Je me rembrunis face à sa énième provocation. L'employé devant nous s'impatiente, en témoignent ses phalanges tapotant la table sur tréteaux.
- Vingt-six ans, marmonné-je.
- Vingt-sept, déclare mon meilleur ennemi.
- Parfait, merci. Inutile de vous rappeler les règles affichées à l'entrée ? Pas de téléphone, d'appareil photo, ni de caméra. Pas de personnes seules, vous récupérez vos affaires en sortant de la tente et ne laissez surtout rien traîner. OK ?
- OK.
Le nez dans ses listings alors qu'il nous gronde, c'est à peine s'il nous regarde. Il doit sûrement y passer ses soirées... Dans la pénombre, les halos écarlates qui dansent au gré du vent et se reflètent sur son crâne rasé lui confèrent des airs de cerbère tout droit échappé des Enfers.
- Vous êtes sobre ?
Euh...
- Vous avez discuté avec votre partenaire des pratiques sexuelles auxquelles vous souhaitez vous livrer ?
Je manque de m'étouffer avec ma propre salive pendant que mon partenaire se retient de pouffer. Le type aux allures d'armoire à glace nous dévisage, sourcils froncés ; je reprends contenance et lui réponds par l'affirmative... les doigts croisés sous le plateau.
- Bon. Passons au plus important, poursuit-il solennellement. Selon l'option choisie, recherchez toujours le consentement de l'autre. Vous voulez regarder le couple d'à côté ? Vous demandez. Envie de jouer avec eux, ou à plusieurs ? Vous demandez. La réponse doit être ferme, sans équivoque. Un Oui ! ou Putain, oui ! plutôt qu'un D'accord ou Pourquoi pas. Compris ? Et surtout, soyez précis, posez les bonnes questions. « Est-ce que je peux toucher vos seins ? Ou bien, M'autorisez-vous une petite gâterie ? Accepteriez-vous que j'honore votre derriè... »
- C'est bon ! m'étranglé-je. Oui, putain, oui, on a compris !
Je me rends compte que je me suis limite levée de ma chaise, et qu'une jolie teinte écrevisse égaye ma carnation. Quant à mon cavalier pour la soirée, le regard ambigu qu'il m'adresse n'arrange en rien mon cas. Sombre ou piquant, trouble puis taquin ; il cultive le doute et l'envie à la manière d'une boîte de Petri.
- Très bien.
D'un geste mécanique, il nous tend un long formulaire, ainsi qu'un stylo.
- Signez la décharge, et patientez ici jusqu'à ce qu'on appelle votre numéro.

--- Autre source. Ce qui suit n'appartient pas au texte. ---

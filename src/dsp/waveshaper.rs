//! Nonlinear wave shaping with optional oversampling.

use std::sync::Arc;

use super::biquad::{BiquadFilter, FilterType};

/// Q (in dB) giving a Butterworth response for the anti-aliasing filters.
const BUTTERWORTH_Q_DB: f32 = -3.0103;

/// Anti-aliasing cutoff as a fraction of the base-rate Nyquist frequency.
const ANTI_ALIAS_FRACTION: f32 = 0.9;

/// Oversampling applied around the shaping curve.
#[derive(Debug, Clone, Copy, PartialEq, Eq, Default)]
pub enum Oversample {
    /// Shape at the base rate.
    #[default]
    None,
    /// Shape at twice the base rate.
    X2,
    /// Shape at four times the base rate.
    X4,
}

impl Oversample {
    /// Rate multiplier.
    pub fn factor(self) -> usize {
        match self {
            Self::None => 1,
            Self::X2 => 2,
            Self::X4 => 4,
        }
    }
}

/// Builds the symmetric soft-clipping curve used by the radio effect.
///
/// `curve[i] = ((3 + k) * x * 20°) / (π + k * |x|)` with `x` spanning
/// `[-1, 1)` over `points` entries and `k` the drive.
pub fn distortion_curve(drive: f32, points: usize) -> Vec<f32> {
    let k = f64::from(drive);
    let deg = std::f64::consts::PI / 180.0;
    (0..points)
        .map(|i| {
            let x = (i as f64 * 2.0) / points as f64 - 1.0;
            (((3.0 + k) * x * 20.0 * deg) / (std::f64::consts::PI + k * x.abs())) as f32
        })
        .collect()
}

/// Maps one sample through `curve` with linear interpolation between entries.
///
/// Inputs outside `[-1, 1]` take the first or last entry. An empty curve
/// passes the input through.
pub fn shape_sample(curve: &[f32], x: f32) -> f32 {
    match curve.len() {
        0 => x,
        1 => curve[0],
        n => {
            let last = n - 1;
            let v = last as f32 * 0.5 * (x + 1.0);
            if v <= 0.0 {
                curve[0]
            } else if v >= last as f32 {
                curve[last]
            } else {
                let k = v.floor() as usize;
                let f = v - k as f32;
                (1.0 - f) * curve[k] + f * curve[k + 1]
            }
        }
    }
}

/// A wave shaping stage.
///
/// When oversampling, each channel is zero-stuffed to the higher rate,
/// low-passed, shaped, low-passed again and decimated, which keeps the
/// harmonics generated by the curve from folding back into the audible band.
#[derive(Debug, Clone)]
pub struct WaveShaper {
    curve: Arc<[f32]>,
    oversample: Oversample,
    upsample_filters: [BiquadFilter; 2],
    downsample_filters: [BiquadFilter; 2],
    scratch: Vec<f32>,
}

impl WaveShaper {
    /// Creates a shaper running at `sample_rate`.
    pub fn new(curve: impl Into<Arc<[f32]>>, oversample: Oversample, sample_rate: u32) -> Self {
        let factor = oversample.factor() as u32;
        let cutoff = sample_rate as f32 / 2.0 * ANTI_ALIAS_FRACTION;
        let anti_alias = || {
            BiquadFilter::new(
                FilterType::LowPass,
                cutoff,
                BUTTERWORTH_Q_DB,
                0.0,
                sample_rate * factor,
            )
        };

        Self {
            curve: curve.into(),
            oversample,
            upsample_filters: [anti_alias(), anti_alias()],
            downsample_filters: [anti_alias(), anti_alias()],
            scratch: Vec::new(),
        }
    }

    /// The transfer curve.
    pub fn curve(&self) -> &[f32] {
        &self.curve
    }

    /// Oversampling mode.
    pub fn oversample(&self) -> Oversample {
        self.oversample
    }

    /// Shapes every channel in place.
    pub fn process(&mut self, channels: &mut [Vec<f32>]) {
        for (index, channel) in channels.iter_mut().enumerate() {
            self.process_channel(index, channel);
        }
    }

    fn process_channel(&mut self, index: usize, samples: &mut [f32]) {
        let factor = self.oversample.factor();
        if factor == 1 {
            for sample in samples.iter_mut() {
                *sample = shape_sample(&self.curve, *sample);
            }
            return;
        }

        self.scratch.clear();
        self.scratch.resize(samples.len() * factor, 0.0);
        for (i, &sample) in samples.iter().enumerate() {
            // Zero stuffing divides the energy by the factor
            self.scratch[i * factor] = sample * factor as f32;
        }

        for filter in &mut self.upsample_filters {
            filter.process_channel(index, &mut self.scratch);
        }
        for sample in &mut self.scratch {
            *sample = shape_sample(&self.curve, *sample);
        }
        for filter in &mut self.downsample_filters {
            filter.process_channel(index, &mut self.scratch);
        }

        for (i, sample) in samples.iter_mut().enumerate() {
            *sample = self.scratch[i * factor];
        }
    }
}

#[cfg(test)]
mod tests {
    use super::*;

    #[test]
    fn test_distortion_curve_shape() {
        let curve = distortion_curve(50.0, 44100);
        assert_eq!(curve.len(), 44100);
        assert!((curve[22050]).abs() < 1e-6);
        // Odd symmetry: x(n - i) == -x(i)
        for i in [1usize, 100, 5000, 22000] {
            assert!((curve[i] + curve[44100 - i]).abs() < 1e-5);
        }
        assert!(curve.windows(2).all(|w| w[1] >= w[0]));
    }

    #[test]
    fn test_shape_sample_interpolates_and_clamps() {
        let curve = [-1.0, 0.0, 1.0];
        assert!((shape_sample(&curve, 0.5) - 0.5).abs() < 1e-6);
        assert_eq!(shape_sample(&curve, -3.0), -1.0);
        assert_eq!(shape_sample(&curve, 3.0), 1.0);
        assert_eq!(shape_sample(&[], 0.3), 0.3);
        assert_eq!(shape_sample(&[0.7], -0.3), 0.7);
    }

    #[test]
    fn test_waveshaper_without_oversampling_is_pointwise() {
        let mut shaper = WaveShaper::new(vec![-0.5, 0.0, 0.5], Oversample::None, 48000);
        let mut channels = vec![vec![-1.0, 0.0, 1.0, 0.5]];
        shaper.process(&mut channels);
        assert_eq!(channels[0], vec![-0.5, 0.0, 0.5, 0.25]);
    }

    #[test]
    fn test_oversampled_waveshaper_keeps_block_length_and_bounds() {
        let curve = distortion_curve(50.0, 44100);
        let peak = curve.iter().fold(0.0f32, |m, &v| m.max(v.abs()));
        let mut shaper = WaveShaper::new(curve, Oversample::X4, 48000);

        let tone: Vec<f32> = (0..1024)
            .map(|i| (std::f32::consts::TAU * 440.0 * i as f32 / 48000.0).sin())
            .collect();
        let mut channels = vec![tone];
        shaper.process(&mut channels);

        assert_eq!(channels[0].len(), 1024);
        // Filter ringing may overshoot a little, never by much
        assert!(channels[0].iter().all(|s| s.abs() < peak * 1.5));
        assert!(channels[0][512..].iter().any(|s| s.abs() > peak * 0.5));
    }
}
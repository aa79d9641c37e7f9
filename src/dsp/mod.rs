//! Signal processing stages used by the graph.
//!
//! - [`biquad`]: shelf, pass and band filters
//! - [`waveshaper`]: curve-based distortion with oversampling
//! - [`analyser`]: windowed FFT magnitude analysis

pub mod analyser;
pub mod biquad;
pub mod waveshaper;

pub use analyser::{Analyser, AnalyserHandle};
pub use biquad::{BiquadFilter, Coefficients, FilterType};
pub use waveshaper::{distortion_curve, shape_sample, Oversample, WaveShaper};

Pourquoi j'ai l'impression de faire la queue à la sécu ? Enfin, plutôt, d'attendre ma gynéco pour un frottis ? Tout ça à cause d'un foutu pari... Ou comment se retrouver dans une orgie en plein désert avec un homme qu'on a tant détesté. Un homme, que dis-je, un adversaire, et des plus redoutables puisqu'il me connaît mieux que personne. Ses prunelles malicieuses s'arriment aux miennes tandis qu'il rend son Bic ; ses lèvres s'étirent puis s'incurvent, délivrent au ralenti le message qui m'est personnellement adressé : « À toi de jouer, Emma... » Notre hôte nous interpelle, je sursaute et me retourne.
- Ah, j'oubliais ! Si vous êtes à court de munitions, nos condoms fairies vous fourniront de quoi vous amuser pour la nuit.
OK. J'aurais peut-être dû rester à Bordeaux, moi.